About this task: Go through the data below line by line and report how many lines contain "OperatorGate", giving only that figure.

The input Block Start

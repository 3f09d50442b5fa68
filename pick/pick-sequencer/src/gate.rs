//! Operator authorization between steps.

use std::sync::mpsc::{self, Receiver, Sender};

use tracing::{info, warn};

/// The operator's answer to "may I run the next step?".
#[derive(Debug, Clone, Copy, PartialEq, Eq)]
pub enum GateDecision {
    /// Run the step.
    Proceed,
    /// Abort the run. Equivalent to a fatal step failure.
    Cancelled,
}

/// A command sent to a [`ChannelGate`] by the operator's console.
#[derive(Debug, Clone, Copy, PartialEq, Eq)]
pub enum GateCommand {
    /// Authorize the pending step.
    Proceed,
    /// Cancel the pending run.
    Cancel,
}

/// The authorization point between steps.
///
/// In supervised mode the gate blocks cooperatively until a human
/// authorizes the next step or cancels the run; in autonomous mode it
/// returns [`GateDecision::Proceed`] immediately. This is the run's
/// sole cancellable suspension point.
pub trait OperatorGate {
    /// Block until the operator decides about the step named `label`.
    fn await_next_step(&mut self, label: &str) -> GateDecision;
}

/// Gate for autonomous mode: every step is pre-authorized.
#[derive(Debug, Clone, Copy, Default)]
pub struct AutonomousGate;

impl OperatorGate for AutonomousGate {
    fn await_next_step(&mut self, _label: &str) -> GateDecision {
        GateDecision::Proceed
    }
}

/// Gate driven by an operator console over a channel.
///
/// [`await_next_step`](OperatorGate::await_next_step) blocks on the
/// receiver - a cooperative wait, not a spin. Dropping the sender side
/// counts as cancellation: a run must never hang forever on a console
/// that went away.
#[derive(Debug)]
pub struct ChannelGate {
    commands: Receiver<GateCommand>,
}

impl ChannelGate {
    /// Create a gate and the sender half the operator console keeps.
    #[must_use]
    pub fn new() -> (Self, Sender<GateCommand>) {
        let (tx, rx) = mpsc::channel();
        (Self { commands: rx }, tx)
    }
}

impl OperatorGate for ChannelGate {
    fn await_next_step(&mut self, label: &str) -> GateDecision {
        info!(step = label, "waiting for operator authorization");
        match self.commands.recv() {
            Ok(GateCommand::Proceed) => GateDecision::Proceed,
            Ok(GateCommand::Cancel) => {
                warn!(step = label, "operator cancelled run");
                GateDecision::Cancelled
            }
            Err(_) => {
                warn!(step = label, "operator console disconnected");
                GateDecision::Cancelled
            }
        }
    }
}

#[cfg(test)]
mod tests {
    use super::*;
    use std::thread;

    #[test]
    fn test_autonomous_gate_proceeds() {
        let mut gate = AutonomousGate;
        assert_eq!(gate.await_next_step("approach"), GateDecision::Proceed);
    }

    #[test]
    fn test_channel_gate_proceed_and_cancel() {
        let (mut gate, tx) = ChannelGate::new();
        tx.send(GateCommand::Proceed).ok();
        assert_eq!(gate.await_next_step("approach"), GateDecision::Proceed);

        tx.send(GateCommand::Cancel).ok();
        assert_eq!(gate.await_next_step("grasp"), GateDecision::Cancelled);
    }

    #[test]
    fn test_channel_gate_disconnect_is_cancel() {
        let (mut gate, tx) = ChannelGate::new();
        drop(tx);
        assert_eq!(gate.await_next_step("lift"), GateDecision::Cancelled);
    }

    #[test]
    fn test_channel_gate_blocks_until_sent() {
        let (mut gate, tx) = ChannelGate::new();
        let sender = thread::spawn(move || {
            tx.send(GateCommand::Proceed).ok();
        });
        assert_eq!(gate.await_next_step("place"), GateDecision::Proceed);
        sender.join().ok();
    }
}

The input Block End

Answer to this exercise: 4